The Monday push session usually starts with an RDL of some sort. Reason is for a couple of reasons. First being, what is the first thing that you see go in older men? Their ass. While I do deads and rack deads here and there, the RDL allows me to train very heavy and hit back hams and glutes under load. For me this is a 6-8 type set. With almost every movement I work up to a working set and sometimes do a second with less weight. I usually follow with either a machine or a one arm db row. At this point, I am already warm so there isn't much need for endless warm-ups like the first movement. I will then usually rely on a machine for a one arm pulldown of some sort. I am pretty much at an impasse with traditional pulldowns. I can stack most machines and find one arm at a time is more targeted and less taxing. At this point if I try to do a few sets of Bulgarian split lunges. I finish with a few biceps movements depending on the day. Most of the time it would be incline db curls for the stretch and cable curls because I feel them well. I don't bother doing much that I can't connect with.
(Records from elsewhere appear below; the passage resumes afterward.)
//! Custom error types for paycycle
//!
//! This module defines the error hierarchy for the engine using thiserror
//! for ergonomic error definitions.

use thiserror::Error;

use crate::models::Money;

/// The main error type for paycycle operations
#[derive(Error, Debug)]
pub enum PaycycleError {
    /// Configuration-related errors
    #[error("Configuration error: {0}")]
    Config(String),

    /// File I/O errors
    #[error("I/O error: {0}")]
    Io(String),

    /// JSON serialization/deserialization errors
    #[error("JSON error: {0}")]
    Json(String),

    /// Validation errors for data models
    #[error("Validation error: {0}")]
    Validation(String),

    /// Entity not found errors
    #[error("{entity_type} not found: {identifier}")]
    NotFound {
        entity_type: &'static str,
        identifier: String,
    },

    /// A transaction's allocations do not sum exactly to its amount
    #[error(
        "Allocations sum to {allocations_total} but transaction amount is {transaction_amount}"
    )]
    UnbalancedAllocation {
        transaction_amount: Money,
        allocations_total: Money,
    },

    /// An allocation or schedule references a missing or unusable budget
    #[error("Invalid budget {identifier}: {reason}")]
    InvalidBudget {
        identifier: String,
        reason: String,
    },

    /// Reconciliation conflict: one side already has a different link
    #[error("Already linked: {0}")]
    AlreadyLinked(String),

    /// Budget deletion blocked by existing references
    #[error("Budget in use: {identifier}")]
    BudgetInUse { identifier: String },

    /// Bank feed import errors
    #[error("Import error: {0}")]
    Import(String),

    /// Storage errors
    #[error("Storage error: {0}")]
    Storage(String),
}

impl PaycycleError {
    /// Create a "not found" error for accounts
    pub fn account_not_found(identifier: impl Into<String>) -> Self {
        Self::NotFound {
            entity_type: "Account",
            identifier: identifier.into(),
        }
    }

    /// Create a "not found" error for budgets
    pub fn budget_not_found(identifier: impl Into<String>) -> Self {
        Self::NotFound {
            entity_type: "Budget",
            identifier: identifier.into(),
        }
    }

    /// Create a "not found" error for transactions
    pub fn transaction_not_found(identifier: impl Into<String>) -> Self {
        Self::NotFound {
            entity_type: "Transaction",
            identifier: identifier.into(),
        }
    }

    /// Create a "not found" error for scheduled transactions
    pub fn schedule_not_found(identifier: impl Into<String>) -> Self {
        Self::NotFound {
            entity_type: "ScheduledTransaction",
            identifier: identifier.into(),
        }
    }

    /// Create a "not found" error for external (bank-feed) transactions
    pub fn external_not_found(identifier: impl Into<String>) -> Self {
        Self::NotFound {
            entity_type: "ExternalTransaction",
            identifier: identifier.into(),
        }
    }

    /// Check if this is a "not found" error
    pub fn is_not_found(&self) -> bool {
        matches!(self, Self::NotFound { .. })
    }

    /// Check if this is a validation error
    pub fn is_validation(&self) -> bool {
        matches!(self, Self::Validation(_))
    }
}

// Implement From traits for common error types

impl From<std::io::Error> for PaycycleError {
    fn from(err: std::io::Error) -> Self {
        Self::Io(err.to_string())
    }
}

impl From<serde_json::Error> for PaycycleError {
    fn from(err: serde_json::Error) -> Self {
        Self::Json(err.to_string())
    }
}

/// Result type alias for paycycle operations
pub type PaycycleResult<T> = Result<T, PaycycleError>;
Tuesday is Push central. After some feeder sets on a machine (similar to John Meadows approach), I then hop onto a low incline bench press. This is my big daddy movement. For me there is too much risk with heavy dumbbells and my ego will get the better of me for flat press. I work up to a work set of 5-8 and usually a back off set of say 15-20. I often follow with a cable fly/crossover supersetted with dips or decline pushups for two rounds. Stupid pump and stretch is the name of the game here. I will follow with a shoulder press. Might be Smith Machine, might be machine press and every once in a blue moon dumbbells. I then superset set laterals on either cable or db's with facepulls for two rounds. I then finish with with a couple of rounds of cable overhead extensions and pushdowns. The prevailing pattern is work heavy on the compound and a few more reps with the isolation movements.
Wednesday is off but for sure I will walk for an hour.
Thursday is leg day and because I am old as dirt and I like to think fairly sensible, I tend to start with leg curls and extensions first. These are not supersetted. I will work up to one or two hard sets of say 10-12 reps. From there it safety bar squats or Leg Press. I don't have a hack squat in my facility which I own (might need to talk myself into buying one) so those are the main quad movements. On safety bar squats my reps tend to be around that 8-12 rep range and on leg press it's more like 15-20. Depending on time and energy, I might be done here or I might through something like a few rounds of walking lunges and back extensions back to back. In between perhaps some calf work but in all honesty, I have decent calves which is funny because genetically my legs suck so I do it more out of guilt than utility.
Friday is my athletic upper body circuit day. It might look like this order wise:
Chins
Dips
Pullovers
laterals
Some form of core movement like say ball slams
Tricep dips
Curls of some sort.
Reps are in that 10-15 zone. Rest between exercises is low. I want my heart working and a nasty upper body pump. I usually get both. It allows me to hit everything one more time, keeps my fitness in good stead and allows me to be athletic and mobile. All good things.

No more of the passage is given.